Astronomie. - Das Universum besteht nur zu ein paar Prozent aus der wahrnehmbaren Materie, den Rest macht die so genannte Dunkle Materie und Energie aus. Vor allem letztere treibt die Astronomen in die Verzweiflung, denn sie entzieht sich hartnäckig jeglicher Erfassung, macht aber nach der derzeitigen Vorstellung den Löwenanteil des Kosmos aus. Auf der Tagung "Cosmic Frontiers" im britischen Durham waren die Astronomen daher fast schon auf der Suche nach einem neuen Kopernikus, der ihr Weltbild auf neue Füße stellt.

Von Dirk Lorenzen |
    "We have a very, very successful model in describing the observations that we have made in the universe."

    Man habe ein äußerst erfolgreiches Modell, das die Beobachtungen des Universums beschreibt, erklärt Bob Nichol - doch der Kosmologe von der Universität Portsmouth räumt mit britischem Humor eine gewisse Schwäche des Modells ein:

    "Unfortunately most of us, well, I would even say, all of us don't understand one little thing about that model."

    Leider verstehe niemand einen kleinen Aspekt dieses Modells. Der "kleine Aspekt" ist die Dunkle Energie. Sie macht etwa 70 Prozent des Kosmos aus und treibt ihn immer schneller auseinander.
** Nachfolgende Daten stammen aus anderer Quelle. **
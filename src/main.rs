use anyhow::{Context, Result};
use clap::{Parser, Subcommand};
use std::path::PathBuf;

mod cmd;

#[derive(Parser)]
#[command(name = "kiln")]
#[command(version, about = "AI preview pipeline - generated artifacts to a running app")]
pub struct Cli {
    #[arg(short, long, global = true)]
    pub verbose: bool,

    #[arg(long, global = true)]
    pub project_dir: Option<PathBuf>,

    /// Append tracing output to this file in addition to stderr
    #[arg(long, global = true)]
    pub log_file: Option<PathBuf>,

    #[command(subcommand)]
    pub command: Commands,
}

#[derive(Subcommand)]
pub enum Commands {
    /// Generate a project from a prompt and serve it from the sandbox
    Preview {
        /// What to build
        prompt: String,

        /// Collaborator command; the prompt is appended as the last argument
        #[arg(long, env = "KILN_COLLABORATOR_CMD", default_value = "claude -p")]
        collaborator_cmd: String,

        /// Stop after printing the tree; skip the sandbox entirely
        #[arg(long)]
        no_serve: bool,
    },
    /// Parse a saved artifact file and print its step trail
    Parse {
        /// Path to a file holding raw collaborator output
        artifact: PathBuf,
    },
    /// Assemble and print the tree a saved artifact file produces
    Tree {
        /// Path to a file holding raw collaborator output
        artifact: PathBuf,
    },
}

#[tokio::main]
async fn main() -> Result<()> {
    let cli = Cli::parse();
    let _log_guard = cmd::init_tracing(cli.verbose, cli.log_file.as_deref())?;

    let project_dir = match cli.project_dir.clone() {
        Some(dir) => dir,
        None => std::env::current_dir().context("Failed to get current directory")?,
    };

    match &cli.command {
        Commands::Preview {
            prompt,
            collaborator_cmd,
            no_serve,
        } => cmd::cmd_preview(&project_dir, prompt, collaborator_cmd, *no_serve).await,
        Commands::Parse { artifact } => cmd::cmd_parse(artifact),
        Commands::Tree { artifact } => cmd::cmd_tree(artifact),
    }
}
//! Step types for the parsed artifact trail.
//!
//! A generation artifact is raw model text carrying zero or more
//! `<action>` elements. Each element becomes one `Step`, kept in source
//! order as an auditable trail of what the collaborator asked for.

use serde::{Deserialize, Serialize};

/// The kind of operation an action element describes.
///
/// The grammar is open-ended: `file` is the only kind the pipeline acts on
/// today, but unrecognized tags are preserved rather than dropped so the
/// trail stays faithful to the artifact.
#[derive(Debug, Clone, PartialEq, Eq, Serialize, Deserialize)]
pub enum StepKind {
    /// A file write (`type="file"`). Carries a target path.
    FileWrite,
    /// Any other action type, with the raw tag value.
    Other(String),
}

/// One parsed unit extracted from an artifact.
///
/// Immutable once produced; the sequence order is the appearance order in
/// the source text.
#[derive(Debug, Clone, PartialEq, Eq, Serialize, Deserialize)]
pub struct Step {
    pub kind: StepKind,
    /// Target path. Present for file writes, optional otherwise.
    pub path: Option<String>,
    /// Element body, trimmed of surrounding whitespace.
    pub content: Option<String>,
}

impl Step {
    /// Create a file-write step.
    pub fn file_write(path: impl Into<String>, content: impl Into<String>) -> Self {
        Self {
            kind: StepKind::FileWrite,
            path: Some(path.into()),
            content: Some(content.into()),
        }
    }

    /// Create a step for an unrecognized action type.
    pub fn other(tag: impl Into<String>, path: Option<String>, content: impl Into<String>) -> Self {
        Self {
            kind: StepKind::Other(tag.into()),
            path,
            content: Some(content.into()),
        }
    }

    /// Whether this step writes a file.
    pub fn is_file_write(&self) -> bool {
        self.kind == StepKind::FileWrite
    }
}

#[cfg(test)]
mod tests {
    use super::*;

    #[test]
    fn test_file_write_step_carries_path_and_content() {
        let step = Step::file_write("src/App.tsx", "export default function App() {}");
        assert!(step.is_file_write());
        assert_eq!(step.path.as_deref(), Some("src/App.tsx"));
        assert_eq!(
            step.content.as_deref(),
            Some("export default function App() {}")
        );
    }

    #[test]
    fn test_other_step_preserves_tag() {
        let step = Step::other("shell", None, "npm install");
        assert!(!step.is_file_write());
        assert_eq!(step.kind, StepKind::Other("shell".to_string()));
        assert!(step.path.is_none());
    }
}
Die Astronomen haben keine Ahnung, was physikalisch dahinter steckt - und können selbst kaum fassen, was ihnen die Natur da eingebrockt hat:

    "We are effectively making more and more precise observations of the universe but we are not learning anything more. We are just becoming more and more puzzled."

    Trotz immer präziserer Beobachtungen des Universum lerne man nichts dazu - nur die Verwirrung steige. Da gibt es ein gutes Modell, dass das, was im All zu sehen ist, wunderbar beschreibt - ebenso wie die kosmische Entwicklung. Aber aus diesem Modell und vielen Beobachtungen folgt, dass das Universum voller Dunkler Energie ist. Daran zweifelt kaum jemand mehr. Doch die Astronomen wissen nicht viel mehr über die Dunkle Energie, als dass sie da ist.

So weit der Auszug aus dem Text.